Abuse of right to prosecute privately

28.MAR.08

EDITOR: I am a British lawyer holidaying with some friends at Prospect. I am surprised that there is not a lot of informed discussion in the newspapers and on the many radio stations about the abuse of the right of private criminal prosecutions, particularly against the Prime Minister currently.{{more}}

Accordingly, I want to submit the following as the starting point of an informed discussion:

1. The right to prosecute privately is a somewhat anomalous historical survival, and extreme care ought to be exercised to ensure that this right be not abused.

2. The right to private prosecution arose historically in circumstances in which central prosecution services by the state were ill-organised; thus, private prosecutors were given much scope for action. The State prosecution services today are highly centralised and organised; so, private prosecutions are of far less value in the judicial process than hitherto.

3. Very often the public interest is not, and cannot be, served by private prosecutions, service private prosecutors are partisan advocates of a client’s cause.

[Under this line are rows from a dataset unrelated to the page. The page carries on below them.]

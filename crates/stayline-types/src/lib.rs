//! Shared domain types for the Stayline identity and approval core.
//!
//! Everything here is plain data: guest-stay records, the operation
//! union driven by the task runner, approval requests and decisions,
//! and run summaries. Behavior lives in the sibling crates
//! (`stayline-identity`, `stayline-gate`, `stayline-engine`).

#![deny(unsafe_code)]

pub mod approval;
pub mod id;
pub mod operation;
pub mod record;
pub mod run;

pub use approval::{
    ApprovalDecision, ApprovalRequest, DecisionOrigin, DecisionOutcome, RiskAssessment, RiskTier,
};
pub use id::{AuditEntryId, GroupId, OperationId, RecordId, RequestId, RunId};
pub use operation::{
    MergeRules, Operation, OperationKind, ParseOperationKindError, QueuedOperation, StandardField,
};
pub use record::{GuestRecord, NormalizedIdentity, StaySnapshot};
pub use run::{OperationSummary, RunState, RunSummary};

4. Legislative intervention may well be advisable to curb abuse of the right to private prosecutions. Perhaps a private prosecutor ought to be required to apply to the Director of Public Prosecutions (DPP) for a “fiat” (a permission in writing) prior to the filling of a criminal complaint.

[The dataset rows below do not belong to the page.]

//! The closed operation union the task runner executes.
//!
//! Dispatch is by exhaustive match, never by string lookup; adding an
//! operation means adding a variant and fixing every match site.

use crate::id::{OperationId, RecordId};
use serde::{Deserialize, Serialize};
use thiserror::Error;

// ── Operation Union ──────────────────────────────────────────────────

/// One unit of work in a run.
#[derive(Clone, Debug, PartialEq, Serialize, Deserialize)]
#[serde(tag = "kind", rename_all = "snake_case")]
pub enum Operation {
    /// Read-only duplicate analysis over the record batch.
    DetectDuplicates { threshold: f64 },
    /// Standardize one identity field across the batch.
    StandardizeField {
        field: StandardField,
        auto_fix: bool,
    },
    /// Stage a consolidation of duplicate records into a primary.
    MergeProfiles {
        primary_id: RecordId,
        duplicate_ids: Vec<RecordId>,
        #[serde(default)]
        rules: MergeRules,
    },
}

impl Operation {
    pub fn kind(&self) -> OperationKind {
        match self {
            Operation::DetectDuplicates { .. } => OperationKind::DetectDuplicates,
            Operation::StandardizeField { .. } => OperationKind::StandardizeField,
            Operation::MergeProfiles { .. } => OperationKind::MergeProfiles,
        }
    }
}

/// Discriminant of [`Operation`], used in approval requests, audit
/// rows, and run summaries.
#[derive(Clone, Copy, Debug, PartialEq, Eq, Hash, Serialize, Deserialize)]
#[serde(rename_all = "snake_case")]
pub enum OperationKind {
    DetectDuplicates,
    StandardizeField,
    MergeProfiles,
}

impl OperationKind {
    pub fn as_str(&self) -> &'static str {
        match self {
            OperationKind::DetectDuplicates => "detect_duplicates",
            OperationKind::StandardizeField => "standardize_field",
            OperationKind::MergeProfiles => "merge_profiles",
        }
    }
}

impl std::fmt::Display for OperationKind {
    fn fmt(&self, f: &mut std::fmt::Formatter<'_>) -> std::fmt::Result {
        write!(f, "{}", self.as_str())
    }
}

#[derive(Error, Debug)]
#[error("unknown operation kind: {0}")]
pub struct ParseOperationKindError(pub String);

impl std::str::FromStr for OperationKind {
    type Err = ParseOperationKindError;

    fn from_str(s: &str) -> Result<Self, Self::Err> {
        match s {
            "detect_duplicates" => Ok(OperationKind::DetectDuplicates),
            "standardize_field" => Ok(OperationKind::StandardizeField),
            "merge_profiles" => Ok(OperationKind::MergeProfiles),
            other => Err(ParseOperationKindError(other.to_string())),
        }
    }
}

// ── Operation Parameters ─────────────────────────────────────────────

/// Identity field a StandardizeField operation targets.
#[derive(Clone, Copy, Debug, PartialEq, Eq, Hash, Serialize, Deserialize)]
#[serde(rename_all = "snake_case")]
pub enum StandardField {
    Name,
    Phone,
}

impl std::fmt::Display for StandardField {
    fn fmt(&self, f: &mut std::fmt::Formatter<'_>) -> std::fmt::Result {
        match self {
            StandardField::Name => write!(f, "name"),
            StandardField::Phone => write!(f, "phone"),
        }
    }
}

/// Consolidation rules applied when a merge is staged.
#[derive(Clone, Debug, PartialEq, Eq, Serialize, Deserialize)]
#[serde(default)]
pub struct MergeRules {
    /// Contact fields come from the most recently seen record.
    pub keep_latest_contact: bool,
    /// Booking counts and revenue are summed across all members.
    pub sum_financial_data: bool,
    /// The consolidated stay reflects the most recent visit.
    pub preserve_visit_history: bool,
}

impl Default for MergeRules {
    fn default() -> Self {
        Self {
            keep_latest_contact: true,
            sum_financial_data: true,
            preserve_visit_history: true,
        }
    }
}

// ── Queued Operation ─────────────────────────────────────────────────

/// An operation admitted to a run, with its gating flag fixed at
/// submission time. Immutable once queued.
#[derive(Clone, Debug, PartialEq, Serialize, Deserialize)]
pub struct QueuedOperation {
    pub id: OperationId,
    pub operation: Operation,
    /// Derived from the risk tier at submission: tiers above low gate.
    pub requires_approval: bool,
}

impl QueuedOperation {
    pub fn new(operation: Operation, requires_approval: bool) -> Self {
        Self {
            id: OperationId::generate(),
            operation,
            requires_approval,
        }
    }

    pub fn kind(&self) -> OperationKind {
        self.operation.kind()
    }
}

5. Magistrates are not required by law to take or sign every private criminal complaint brought before them. Queries, including ones relating to any police investigation and the DPP’s judgment or opinion, by Magistrates ought to be made of the private complainant before signing such a complaint.

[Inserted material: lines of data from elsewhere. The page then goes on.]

//! Output formatting and styling module.
//!
//! Provides a centralized interface for all CLI output, including colored
//! status lines, the sorting progress spinner, and the per-category summary
//! table printed at the end of a run.

use crate::file_category::Category;
use crate::report::SortReport;
use colored::*;
use indicatif::{ProgressBar, ProgressStyle};
use std::time::Duration;

/// Manages all CLI output with consistent styling and formatting.
pub struct OutputFormatter;

impl OutputFormatter {
    /// Prints a success message in green with a checkmark.
    pub fn success(message: &str) {
        println!("{} {}", "✓".green(), message);
    }

    /// Prints an error message in red with an X mark.
    pub fn error(message: &str) {
        eprintln!("{} {}", "✗".red(), message);
    }

    /// Prints an info message in cyan.
    pub fn info(message: &str) {
        println!("{}", message.cyan());
    }

    /// Prints a section header.
    pub fn header(header: &str) {
        println!("\n{}", header.bold());
    }

    /// Creates the spinner ticked once per sorted file.
    pub fn create_spinner() -> ProgressBar {
        let pb = ProgressBar::new_spinner();
        pb.set_style(
            ProgressStyle::default_spinner()
                .template("{spinner:.cyan} {pos} files sorted")
                .expect("Invalid progress bar template"),
        );
        pb.enable_steady_tick(Duration::from_millis(100));
        pb
    }

    /// Prints the per-category summary table for a finished run.
    pub fn summary_table(report: &SortReport) {
        Self::header("SUMMARY");

        let max_category_len = Category::ALL
            .iter()
            .map(|category| category.dir_name().len())
            .max()
            .unwrap_or(0)
            .max(8); // At least "Category" width

        println!(
            "{:<width$} | {}",
            "Category".bold(),
            "Files".bold(),
            width = max_category_len
        );
        println!("{}", "-".repeat(max_category_len + 10));

        for (category, count) in report.category_counts() {
            let file_word = if count == 1 { "file" } else { "files" };
            println!(
                "{:<width$} | {} {}",
                category.dir_name(),
                count.to_string().green(),
                file_word,
                width = max_category_len
            );
        }

        println!("{}", "-".repeat(max_category_len + 10));
        let total = report.total_sorted();
        println!(
            "{:<width$} | {} {}",
            "Total".bold(),
            total.to_string().green().bold(),
            if total == 1 { "file" } else { "files" },
            width = max_category_len
        );
    }
}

6. Repeated private prosecutions by the same lawyers acting for private complainants against the same Defendant are a huge danger to the integrity of he judicial system. The investigative and prosecutorial arms of the State are the proper agencies to take the appropriate actions.

Most of these principles or ideas can be gleaned from a House of Lords’ case in England, reported as Jones v. Whally at [2006]2 AC 63 in the Law Reports. Indeed, Lord Bingham’s judgment in this case is quite instructive. In this regard, his succinct opinion is of relevance:

“A crime is an offence against the good order of the State. It is for the State by its appropriate agencies to investigate alleged crimes and decide whether offenders should be prosecuted. In times past, with no public prosecution service and ill-organised means of enforcing the law, the prosecution of offenders necessarily depended on the involvement of private individuals, but that is no longer so. The surviving right of private prosecution is of questionable value, and can be exercised in a way damaging to the public interest. ———-The question is one which might well benefit from legislative attention.”

Indeed, Lord Bingham found it hard to regard the right of private prosecution as an important constitutional safeguard when private prosecutions are all but unknown in Scotland.

It should be pointed out that lawyers who unreasonably and prematurely embark on private prosecutions are not themselves immune from legal sanctions.